◆ **Problem requirements**: Print, exactly as they appear, only the lines from the line that contains "#[cfg(test)]" through the end of the listing.

◆ **Exercise input**:
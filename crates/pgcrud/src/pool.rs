//! Connection pool utilities

use crate::config::DatabaseConfig;
use crate::error::{DbError, DbResult};
use deadpool_postgres::{Manager, ManagerConfig, Pool, PoolBuilder, RecyclingMethod};
use tokio_postgres::NoTls;
use tokio_postgres::Socket;
use tokio_postgres::tls::{MakeTlsConnect, TlsConnect};

/// Create a connection pool from a database URL.
///
/// Uses `NoTls` and a pool of 16 connections. No connection is opened until
/// the first checkout.
pub fn create_pool(database_url: &str) -> DbResult<Pool> {
    create_pool_from_config(&DatabaseConfig::new(database_url))
}

/// Create a `NoTls` connection pool from a [`DatabaseConfig`].
pub fn create_pool_from_config(config: &DatabaseConfig) -> DbResult<Pool> {
    create_pool_with_tls(config, NoTls)
}

/// Create a connection pool using a custom TLS connector.
pub fn create_pool_with_tls<T>(config: &DatabaseConfig, tls: T) -> DbResult<Pool>
where
    T: MakeTlsConnect<Socket> + Clone + Sync + Send + 'static,
    T::Stream: Sync + Send,
    T::TlsConnect: Sync + Send,
    <T::TlsConnect as TlsConnect<Socket>>::Future: Send,
{
    let max_size = config.max_size;
    create_pool_with_manager_config(
        &config.database_url,
        tls,
        manager_config(config.recycling.clone()),
        |builder| builder.max_size(max_size),
    )
}

/// Create a connection pool with injected `deadpool_postgres::ManagerConfig` and `PoolBuilder`.
pub fn create_pool_with_manager_config<T>(
    database_url: &str,
    tls: T,
    manager_config: ManagerConfig,
    configure_pool: impl FnOnce(PoolBuilder) -> PoolBuilder,
) -> DbResult<Pool>
where
    T: MakeTlsConnect<Socket> + Clone + Sync + Send + 'static,
    T::Stream: Sync + Send,
    T::TlsConnect: Sync + Send,
    <T::TlsConnect as TlsConnect<Socket>>::Future: Send,
{
    let pg_config: tokio_postgres::Config = database_url
        .parse()
        .map_err(|e: tokio_postgres::Error| {
            DbError::Connection(format!("invalid database url: {e}"))
        })?;

    let mgr = Manager::from_config(pg_config, tls, manager_config);
    configure_pool(Pool::builder(mgr))
        .build()
        .map_err(|e| DbError::Connection(format!("pool build failed: {e}")))
}

fn manager_config(recycling_method: RecyclingMethod) -> ManagerConfig {
    ManagerConfig { recycling_method }
}

#[cfg(test)]
mod tests {
    use super::*;

    #[test]
    fn malformed_url_is_connection_error() {
        let err = create_pool("not a url ::").unwrap_err();
        assert!(err.is_connection(), "{err}");
        assert!(err.to_string().contains("invalid database url"), "{err}");
    }

    #[test]
    fn build_failure_is_connection_error() {
        // Timeouts need a runtime, which a bare builder does not set.
        let err = create_pool_with_manager_config(
            "postgres://u:p@localhost/app",
            NoTls,
            manager_config(RecyclingMethod::Fast),
            |builder| builder.wait_timeout(Some(std::time::Duration::from_secs(1))),
        )
        .unwrap_err();
        assert!(err.is_connection(), "{err}");
        assert!(err.to_string().contains("pool build failed"), "{err}");
    }

    #[test]
    fn pool_size_follows_config() {
        let config = DatabaseConfig::new("postgres://u:p@localhost/app")
            .max_size(3)
            .unwrap();
        let pool = create_pool_from_config(&config).unwrap();
        assert_eq!(pool.status().max_size, 3);
    }
}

◆ **Response to this exercise**:
#[cfg(test)]
mod tests {
    use super::*;

    #[test]
    fn malformed_url_is_connection_error() {
        let err = create_pool("not a url ::").unwrap_err();
        assert!(err.is_connection(), "{err}");
        assert!(err.to_string().contains("invalid database url"), "{err}");
    }

    #[test]
    fn build_failure_is_connection_error() {
        // Timeouts need a runtime, which a bare builder does not set.
        let err = create_pool_with_manager_config(
            "postgres://u:p@localhost/app",
            NoTls,
            manager_config(RecyclingMethod::Fast),
            |builder| builder.wait_timeout(Some(std::time::Duration::from_secs(1))),
        )
        .unwrap_err();
        assert!(err.is_connection(), "{err}");
        assert!(err.to_string().contains("pool build failed"), "{err}");
    }

    #[test]
    fn pool_size_follows_config() {
        let config = DatabaseConfig::new("postgres://u:p@localhost/app")
            .max_size(3)
            .unwrap();
        let pool = create_pool_from_config(&config).unwrap();
        assert_eq!(pool.status().max_size, 3);
    }
}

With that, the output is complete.